Canalblog
Editer l'article Suivre ce blog Administration + Créer mon blog
Publicité
VDS
VDS
Publicité
Archives
VDS
Derniers commentaires
15 février 2007

Histoire sur la "DEMOCRATIE PARTICIPATIVE"

Tordre le cou aux contrevérités
      

Non, la " démocratie participative " n'est pas qu'un slogan électoral. L'histoire de cette notion remonte aux années 1960


A l'heure où la notion de démocratie participative est débattue dans la campagne présidentielle, Raymond Boudon (Le Monde daté 11-12 février) affirme qu'elle est intraduisible en anglais et en allemand - et donc pas claire.

Nul n'est bien sûr forcé de soutenir l'idée d'une démocratisation de la vie politique qui passerait par une participation plus importante des citoyens non élus dans la prise de décision. Cela n'autorise pas pour autant à proférer des contre-vérités. Non seulement le terme est traduisible en anglais, mais c'est aux Etats-Unis qu'il a été inventé.

Dès les années 1960, le mouvement étudiant commençait à parler de participatory democracy, et la notion fut théorisée par des universitaires importants comme Carole Pateman et Crawford Brough MacPherson dès les années 1970. Dans la dernière décennie, avec le succès du budget participatif de Porto Alegre, au Brésil, la notion a trouvé un écho international : il suffit pour s'en convaincre de faire une brève recherche sur Google dans les principales langues européennes, on y trouve des millions de pages indexées.

En allemand, le terme a, il est vrai, eu moins de succès car le budget participatif s'y traduit comme " budget citoyen " (Bürgerhaushalt), ce qui a par contrecoup limité l'usage de la notion de partizipative Demokratie.

La démocratie participative au sens strict se différencie de la démocratie de proximité, qui cantonne la participation dans le micro-local et pratique une écoute sélective des participants sans qu'une règle du jeu clairement établie permette de tirer une synthèse à la fin des débats et sans que les élus soient tenus d'expliquer pourquoi ils intègrent telle proposition et pas telle autre.

Elle implique d'articuler la démocratie représentative classique à des mécanismes de démocratie directe, permettant à des citoyens non élus de participer à la prise de décision - directement, à travers des délégués étroitement contrôlés ou à travers des représentants tirés au sort, comme dans les jurys citoyens.

Durant la dernière décennie, tirant les leçons de l'histoire et bénéficiant des apports des théories politiques de la démocratie délibérative, les praticiens de la démocratie participative ont largement tourné le dos à l'informalité et au spontanéisme qui caractérisaient les années 1970 et ont commencé à mettre en place des procédures performantes.

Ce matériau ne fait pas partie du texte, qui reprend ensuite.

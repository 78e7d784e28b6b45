//! Per-orientation driver and the monotone-diameter aggregation.
//!
//! The monotone diameter is the worst case over all admissible orientations:
//! the aggregation is a running MAXIMUM of per-orientation directed
//! diameters. (Taking the minimum would measure the best pivoting behavior
//! instead of the adversarial bound this quantity is defined as.)

use crate::error::{Error, Result};
use crate::graph::{SkeletonGraph, VertexId};
use crate::orientation::{distances_to_sink, find_sink, orient, OrientationVector};

/// Result of a full enumeration run.
#[derive(Clone, Copy, Debug, PartialEq, Eq)]
pub struct DiameterReport {
    /// Number of orientations (arrangement regions) processed.
    pub orientation_count: usize,
    /// Worst-case directed diameter to the unique sink.
    pub diameter: usize,
}

/// Directed diameter to the unique sink for one functional.
///
/// Runs the full per-orientation sequence: sink scan, edge orientation,
/// distance relaxation, then the maximum final distance. A vertex still at
/// the sentinel after convergence has no path to the sink and aborts the
/// computation.
pub fn oriented_diameter(g: &SkeletonGraph, f: &OrientationVector) -> Result<usize> {
    let sink = find_sink(g, f)?;
    let dg = orient(g, f)?;
    let dist = distances_to_sink(&dg, sink);
    let n = g.len();
    let mut worst = 0;
    for (u, &d) in dist.iter().enumerate() {
        if d == n {
            return Err(Error::DisconnectedSink {
                vertex: VertexId(u),
                sink,
            });
        }
        worst = worst.max(d);
    }
    Ok(worst)
}

/// Monotone diameter: fold every orientation's directed diameter into a
/// running maximum. Any invalid orientation aborts the whole run; a single
/// bad orientation would invalidate the extremal guarantee.
pub fn monotone_diameter(
    g: &SkeletonGraph,
    orientations: &[OrientationVector],
) -> Result<DiameterReport> {
    if orientations.is_empty() {
        return Err(Error::EmptyOrientationSet);
    }
    let mut monodiam = 0usize;
    for f in orientations {
        monodiam = monodiam.max(oriented_diameter(g, f)?);
    }
    Ok(DiameterReport {
        orientation_count: orientations.len(),
        diameter: monodiam,
    })
}

#[cfg(test)]
mod tests {
    use super::*;
    use crate::exact::{rat, vec_i64, RatVec};
    use crate::orientation::representative;
    use crate::special::{square_orthant_regions, unit_square};

    #[test]
    fn square_monotone_diameter_is_two() {
        let g = unit_square();
        let orientations: Vec<_> = square_orthant_regions()
            .iter()
            .map(|r| representative(r).unwrap())
            .collect();
        let report = monotone_diameter(&g, &orientations).unwrap();
        assert_eq!(report.orientation_count, 4);
        // Any acyclic orientation of a 4-cycle has worst-case sink distance 2.
        assert_eq!(report.diameter, 2);
    }

    #[test]
    fn diameter_is_bounded_by_vertex_count() {
        let g = unit_square();
        let orientations: Vec<_> = square_orthant_regions()
            .iter()
            .map(|r| representative(r).unwrap())
            .collect();
        let report = monotone_diameter(&g, &orientations).unwrap();
        assert!(report.diameter <= g.len() - 1);
    }

    #[test]
    fn repeated_runs_are_deterministic() {
        let g = unit_square();
        let orientations: Vec<_> = square_orthant_regions()
            .iter()
            .map(|r| representative(r).unwrap())
            .collect();
        let a = monotone_diameter(&g, &orientations).unwrap();
        let b = monotone_diameter(&g, &orientations).unwrap();
        assert_eq!(a, b);
    }

    #[test]
    fn aggregation_takes_the_maximum() {
        // Square with the diagonal chord {0, 2}: one functional sinks at the
        // chord's far end (everything within one hop), the other sinks at a
        // side vertex and leaves a two-hop worst case.
        let verts = vec![vec_i64(&[0, 0]), vec_i64(&[1, 0]), vec_i64(&[1, 1]), vec_i64(&[0, 1])];
        let g = SkeletonGraph::from_vertices_and_edges(
            verts,
            &[(0, 1), (1, 2), (2, 3), (3, 0), (0, 2)],
        )
        .unwrap();
        // Sink at vertex 2; the chord puts vertex 0 one hop away: diameter 1.
        let short = vec_i64(&[3, 2]);
        // Sink at vertex 1; vertex 3 needs two hops: diameter 2.
        let long = vec_i64(&[1, -2]);
        let d_short = oriented_diameter(&g, &short).unwrap();
        let d_long = oriented_diameter(&g, &long).unwrap();
        assert!(d_short < d_long, "fixture must separate the two");
        let report = monotone_diameter(&g, &[short, long]).unwrap();
        assert_eq!(report.diameter, d_long);
    }

    #[test]
    fn exact_arithmetic_survives_large_coefficients() {
        // Functional values exceed i64 on the far corner; the run must stay
        // exact instead of overflowing.
        let g = unit_square();
        let f = RatVec::from_vec(vec![rat(i64::MAX), rat(1)]);
        assert_eq!(oriented_diameter(&g, &f).unwrap(), 2);
    }

    #[test]
    fn empty_orientation_set_is_rejected() {
        let g = unit_square();
        assert_eq!(
            monotone_diameter(&g, &[]),
            Err(Error::EmptyOrientationSet)
        );
    }
}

Celles-ci permettent aux citoyens qui participent d'avoir des discussions de qualité et de se forger une opinion éclairée sur les questions traitées.

" SAVOIR D'USAGE "

Dans ces démarches, le " savoir d'usage " des participants est souvent mobilisé pour être intégré à une gestion plus proche de ceux auxquels les services publics sont censés s'adresser. D'autres dispositifs, qui reposent sur le tirage au sort comme les jurys citoyens, les sondages délibératifs et les conférences de citoyens, font davantage appel au " bon sens ", celui dont se revendique Raymond Boudon.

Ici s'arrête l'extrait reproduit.